Давид вдохнул, затем прыжком подскочил к перегородке и выглянул наружу. В свете начинающегося дня он увидел пышную растительность — густой амазонский лес с огромными деревьями, вершины которых слабо покачивались под легкими порывами ветра, он снова с наслаждением вдохнул мягкий, насыщенный травяными ароматами воздух, может быть только излишне влажноватый..

— Этот шум… — с гримасой отвращения на лице, неожиданно сказал Ваго. — Вы ничего не слышите?

Давид прислушался, но в окружающей тишине расслышать ничего не смог.

— Нет, — сказал он, — Какой шум?

Он знал, что слух у венерианца сверхъестественно чуткий. Ваго улавливал звуковые частоты — гораздо более высокие, чем двадцать тысяч колебаний в секунду — предельно высокий звук, какой способен слышать человек. Ваго слышал ультразвук до 200 000 герц — феноменальная способность, особенно если вспомнить, что слуховой порог у собак и летучих мышей, земных «рекордсменов», соответственно составляет 80 000 и 120 000 колебаний в секунду.

— Шум какого происхождения? — повторил свой вопрос. Давид.

Ваго пожал плечами. Как мог он описать это на языке землян?

— Это ничего, — сказал он. — Вы правы, надо выбираться из корабля. Попытаемся это сделать.

Как они и ожидали, выходной люк при ударе заклинило, и открыть его удалось только после нескольких изнурительных попыток.

Они с трудом протиснулись в распахнутый люк, но в тот момент, когда ноги их коснулись поверхности, Ваго истошно закричал. Давид обернулся.
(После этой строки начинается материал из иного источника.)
/// A document open on a whiteboard screen.
#[derive(Debug, Clone, PartialEq)]
pub struct TabDocument {
    pub id: String,
    pub title: String,
    pub content: String,
}

/// One whiteboard screen.
#[derive(Debug, Clone, PartialEq)]
pub struct ScreenTab {
    pub id: String,
    pub title: String,
    pub documents: Vec<TabDocument>,
}

/// The whiteboard's screen tabs. Session state only; documents worth keeping
/// go through the persistence gateway separately.
///
/// There is always at least one tab and always an active one. Closing the
/// last tab resets the strip to a fresh "Screen 1"; closing the active tab
/// hands focus to the last remaining tab.
#[derive(Debug, Clone, PartialEq)]
pub struct TabStrip {
    tabs: Vec<ScreenTab>,
    active: usize,
    next_tab: u64,
}

impl Default for TabStrip {
    fn default() -> Self {
        Self::new()
    }
}

impl TabStrip {
    pub fn new() -> Self {
        Self {
            tabs: vec![ScreenTab {
                id: "tab-1".into(),
                title: "Screen 1".into(),
                documents: Vec::new(),
            }],
            active: 0,
            next_tab: 1,
        }
    }

    pub fn tabs(&self) -> &[ScreenTab] {
        &self.tabs
    }

    pub fn active_index(&self) -> usize {
        self.active
    }

    pub fn active(&self) -> &ScreenTab {
        &self.tabs[self.active]
    }

    fn fresh_tab(&mut self, title: String) -> ScreenTab {
        self.next_tab += 1;
        ScreenTab {
            id: format!("tab-{}", self.next_tab),
            title,
            documents: Vec::new(),
        }
    }

    /// Add a screen named after its position and focus it.
    pub fn add_tab(&mut self) -> &ScreenTab {
        let title = format!("Screen {}", self.tabs.len() + 1);
        let tab = self.fresh_tab(title);
        self.tabs.push(tab);
        self.active = self.tabs.len() - 1;
        &self.tabs[self.active]
    }

    pub fn switch_to(&mut self, tab_id: &str) -> bool {
        match self.tabs.iter().position(|t| t.id == tab_id) {
            Some(index) => {
                self.active = index;
                true
            }
            None => false,
        }
    }

    /// Rename a screen; blank titles are ignored.
    pub fn rename_tab(&mut self, tab_id: &str, title: &str) {
        let title = title.trim();
        if title.is_empty() {
            return;
        }
        if let Some(tab) = self.tabs.iter_mut().find(|t| t.id == tab_id) {
            tab.title = title.to_string();
        }
    }

    /// Close a screen. The strip never ends up empty or without focus.
    pub fn remove_tab(&mut self, tab_id: &str) {
        let Some(index) = self.tabs.iter().position(|t| t.id == tab_id) else {
            return;
        };
        self.tabs.remove(index);
        if self.tabs.is_empty() {
            let tab = self.fresh_tab("Screen 1".into());
            self.tabs.push(tab);
            self.active = 0;
            return;
        }
        if index == self.active {
            self.active = self.tabs.len() - 1;
        } else if index < self.active {
            self.active -= 1;
        }
    }

    /// Put a document on the active screen. An id collision replaces the
    /// earlier copy, so reopening a saved document does not duplicate it.
    pub fn open_document(&mut self, document: TabDocument) {
        let tab = &mut self.tabs[self.active];
        match tab.documents.iter_mut().find(|d| d.id == document.id) {
            Some(existing) => *existing = document,
            None => tab.documents.push(document),
        }
    }

    /// Update a document wherever it is open. Returns whether one matched.
    pub fn update_document(&mut self, id: &str, title: &str, content: &str) -> bool {
        for tab in &mut self.tabs {
            if let Some(doc) = tab.documents.iter_mut().find(|d| d.id == id) {
                doc.title = title.to_string();
                doc.content = content.to_string();
                return true;
            }
        }
        false
    }

    /// Close a document on the active screen only.
    pub fn close_in_active(&mut self, id: &str) {
        self.tabs[self.active].documents.retain(|d| d.id != id);
    }

    /// Close a document on every screen it is open on.
    pub fn close_document(&mut self, id: &str) {
        for tab in &mut self.tabs {
            tab.documents.retain(|d| d.id != id);
        }
    }
}

#[cfg(test)]
mod tests {
    use super::*;

    #[test]
    fn starts_with_one_screen() {
        let strip = TabStrip::new();
        assert_eq!(strip.tabs().len(), 1);
        assert_eq!(strip.active().title, "Screen 1");
    }

    #[test]
    fn new_tabs_take_focus_and_count_up() {
        let mut strip = TabStrip::new();
        strip.add_tab();
        let third = strip.add_tab().id.clone();
        assert_eq!(strip.tabs().len(), 3);
        assert_eq!(strip.active().id, third);
        assert_eq!(strip.active().title, "Screen 3");
    }

    #[test]
    fn closing_the_active_tab_focuses_the_last_one() {
        let mut strip = TabStrip::new();
        let first = strip.tabs()[0].id.clone();
        strip.add_tab();
        let second = strip.active().id.clone();
        strip.add_tab();
        strip.switch_to(&second);
        strip.remove_tab(&second);
        assert_eq!(strip.tabs().len(), 2);
        // Focus goes to the last remaining screen, not back to the first.
        assert_ne!(strip.active().id, first);
    }

    #[test]
    fn closing_a_tab_before_the_active_one_keeps_focus() {
        let mut strip = TabStrip::new();
        let first = strip.tabs()[0].id.clone();
        strip.add_tab();
        let second = strip.active().id.clone();
        strip.remove_tab(&first);
        assert_eq!(strip.active().id, second);
    }

    #[test]
    fn closing_the_last_tab_resets_the_strip() {
        let mut strip = TabStrip::new();
        let only = strip.tabs()[0].id.clone();
        strip.remove_tab(&only);
        assert_eq!(strip.tabs().len(), 1);
        assert_eq!(strip.active().title, "Screen 1");
        assert_ne!(strip.tabs()[0].id, only);
    }

    #[test]
    fn renaming_ignores_blank_titles() {
        let mut strip = TabStrip::new();
        let id = strip.tabs()[0].id.clone();
        strip.rename_tab(&id, "   ");
        assert_eq!(strip.active().title, "Screen 1");
        strip.rename_tab(&id, " Geometry ");
        assert_eq!(strip.active().title, "Geometry");
    }

    #[test]
    fn reopening_a_document_replaces_the_open_copy() {
        let mut strip = TabStrip::new();
        strip.open_document(TabDocument {
            id: "doc-1".into(),
            title: "Warmup".into(),
            content: "1 + 1".into(),
        });
        strip.open_document(TabDocument {
            id: "doc-1".into(),
            title: "Warmup".into(),
            content: "2 + 2".into(),
        });
        assert_eq!(strip.active().documents.len(), 1);
        assert_eq!(strip.active().documents[0].content, "2 + 2");
    }

    #[test]
    fn documents_live_per_screen() {
        let mut strip = TabStrip::new();
        strip.open_document(TabDocument {
            id: "doc-1".into(),
            title: "Warmup".into(),
            content: String::new(),
        });
        strip.add_tab();
        assert!(strip.active().documents.is_empty());
        assert!(strip.update_document("doc-1", "Warmup", "updated"));
        strip.close_document("doc-1");
        let open: usize = strip.tabs().iter().map(|t| t.documents.len()).sum();
        assert_eq!(open, 0);
    }
}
Венерианец стоял рядом с ним, обхватив обеими руками голову, и продолжал кричать, все надрывней и надрывней. Потом он рухнул на колени, его тело дергалось в конвульсиях. Он повернул к Давиду искаженное ужасом лицо. Он пытался что-то сказать, но слова будто застряли у него в горле, и с побелевших губ слетел только последний долгий крик агонии.
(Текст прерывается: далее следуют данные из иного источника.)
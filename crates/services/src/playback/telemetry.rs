use std::time::Duration;

use academy_core::model::MediaRef;

use super::player::{MediaPlayer, PlaybackState, PlayerEvent, PlayerState};

/// Fixed cadence of the position sampler while playback is running.
pub const SAMPLE_INTERVAL: Duration = Duration::from_secs(5);

/// One whole-second position reading forwarded to the reporter.
#[derive(Debug, Clone, Copy, PartialEq, Eq)]
pub struct ProgressSample {
    pub watched_seconds: u32,
    pub total_seconds: u32,
}

/// What the owning view should do with its sampling timer.
#[derive(Debug, Clone, Copy, PartialEq, Eq)]
pub enum SamplerCommand {
    Start,
    Stop,
    Keep,
}

/// Result of feeding one player event into the source.
#[derive(Debug, Clone, Copy, PartialEq, Eq)]
pub struct TelemetryDirective {
    pub sampler: SamplerCommand,
    /// A sample forced through on the transition, if one was readable.
    pub sample: Option<ProgressSample>,
}

/// Wraps one player instance and turns its callback-driven lifecycle into
/// an explicit state machine emitting `(watched, total)` pairs.
///
/// Nothing is persisted here; samples flow onward to the reporter.
pub struct PlaybackTelemetrySource<P: MediaPlayer> {
    player: P,
    media: MediaRef,
    state: PlayerState,
    last_emitted: Option<u32>,
    last_reading: Option<ProgressSample>,
}

impl<P: MediaPlayer> PlaybackTelemetrySource<P> {
    #[must_use]
    pub fn new(player: P, media: MediaRef) -> Self {
        Self {
            player,
            media,
            state: PlayerState::Ready,
            last_emitted: None,
            last_reading: None,
        }
    }

    #[must_use]
    pub fn state(&self) -> PlayerState {
        self.state
    }

    #[must_use]
    pub fn media(&self) -> &MediaRef {
        &self.media
    }

    /// The most recent readable position, kept for the teardown flush.
    #[must_use]
    pub fn last_reading(&self) -> Option<ProgressSample> {
        self.last_reading
    }

    /// Feeds one state-change or error event through the machine.
    ///
    /// Entering `Playing` starts the 5-second sampler; `Paused`, `Buffering`
    /// and `Ended` stop it and force one final sample through. Errors stop
    /// the sampler and park the machine until `retry`.
    pub fn handle_event(&mut self, event: PlayerEvent) -> TelemetryDirective {
        match event {
            PlayerEvent::StateChange(next) => {
                self.state = next.into();
                match next {
                    PlaybackState::Playing => TelemetryDirective {
                        sampler: SamplerCommand::Start,
                        sample: self.sample(),
                    },
                    PlaybackState::Paused | PlaybackState::Buffering | PlaybackState::Ended => {
                        TelemetryDirective {
                            sampler: SamplerCommand::Stop,
                            sample: self.sample(),
                        }
                    }
                    PlaybackState::Ready => TelemetryDirective {
                        sampler: SamplerCommand::Keep,
                        sample: None,
                    },
                }
            }
            PlayerEvent::Error(kind) => {
                self.state = PlayerState::Errored(kind);
                TelemetryDirective {
                    sampler: SamplerCommand::Stop,
                    sample: None,
                }
            }
        }
    }

    /// Reads the player position, floors it to whole seconds and applies
    /// the duplicate filter. A reading with an unavailable, NaN or
    /// non-positive duration is discarded, never forwarded.
    pub fn sample(&mut self) -> Option<ProgressSample> {
        let duration = self.player.duration()?;
        let position = self.player.current_time();
        if !duration.is_finite() || duration <= 0.0 || !position.is_finite() {
            return None;
        }

        #[allow(clippy::cast_possible_truncation, clippy::cast_sign_loss)]
        let total = (duration.floor() as u32).max(1);
        #[allow(clippy::cast_possible_truncation, clippy::cast_sign_loss)]
        let watched = (position.max(0.0).floor() as u32).min(total);

        let sample = ProgressSample {
            watched_seconds: watched,
            total_seconds: total,
        };
        self.last_reading = Some(sample);

        // Identical consecutive readings are noise, except at the boundary
        // which must always go through.
        if self.last_emitted == Some(watched) && watched != total {
            return None;
        }
        self.last_emitted = Some(watched);
        Some(sample)
    }

    /// Re-cues the same media reference after an error and returns the
    /// machine to `Ready`. The next session starts counting from zero.
    pub fn retry(&mut self) {
        self.player.cue(&self.media);
        self.player.play();
        self.state = PlayerState::Ready;
        self.last_emitted = None;
        self.last_reading = None;
    }
}

#[cfg(test)]
pub(crate) mod test_support {
    use super::*;

    /// Scripted stand-in for the embedded player.
    pub(crate) struct FakePlayer {
        pub duration: Option<f64>,
        pub position: f64,
        pub cued: u32,
        pub playing: bool,
    }

    impl FakePlayer {
        pub(crate) fn new(duration: Option<f64>) -> Self {
            Self {
                duration,
                position: 0.0,
                cued: 0,
                playing: false,
            }
        }
    }

    impl MediaPlayer for FakePlayer {
        fn duration(&self) -> Option<f64> {
            self.duration
        }

        fn current_time(&self) -> f64 {
            self.position
        }

        fn play(&mut self) {
            self.playing = true;
        }

        fn cue(&mut self, _media: &MediaRef) {
            self.cued += 1;
            self.position = 0.0;
            self.playing = false;
        }
    }
}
Он упал на землю, головой вперед, перевалился на бок и замер. Давид склонился над ним, но сразу понял, что все уже бесполезно. Ваго был мертв.

Его барабанные перепонки лопнули, и густые струи крови вытекали из обоих ушей.

Несколько минут Давид Маршал беспомощно стоял на коленях возле трупа, не в силах даже пошевелиться. Наконец, он заставил себя встать с земли. Он чувствовал, что его бьет дрожь, как при лихорадке. Его мучила жажда. Ужасная жажда… Дыхание было обжигающе-горячим. Перед глазами плясами светлячки, — лишь неимоверным усилием воли удалось прогнать галлюцинацию.

Оступаясь и спотыкаясь при каждом шаге, движимый одним неистовым желанием выжить, он медленно побрел к лесу в надежде найти там ручей. Каждый шаг давался с болью, словно в икры впивались тонкие стальные лезвия; боль поднималась все выше и словно растекалась по телу — в бедра, в грудь, в голову — пока не заполнила его целиком.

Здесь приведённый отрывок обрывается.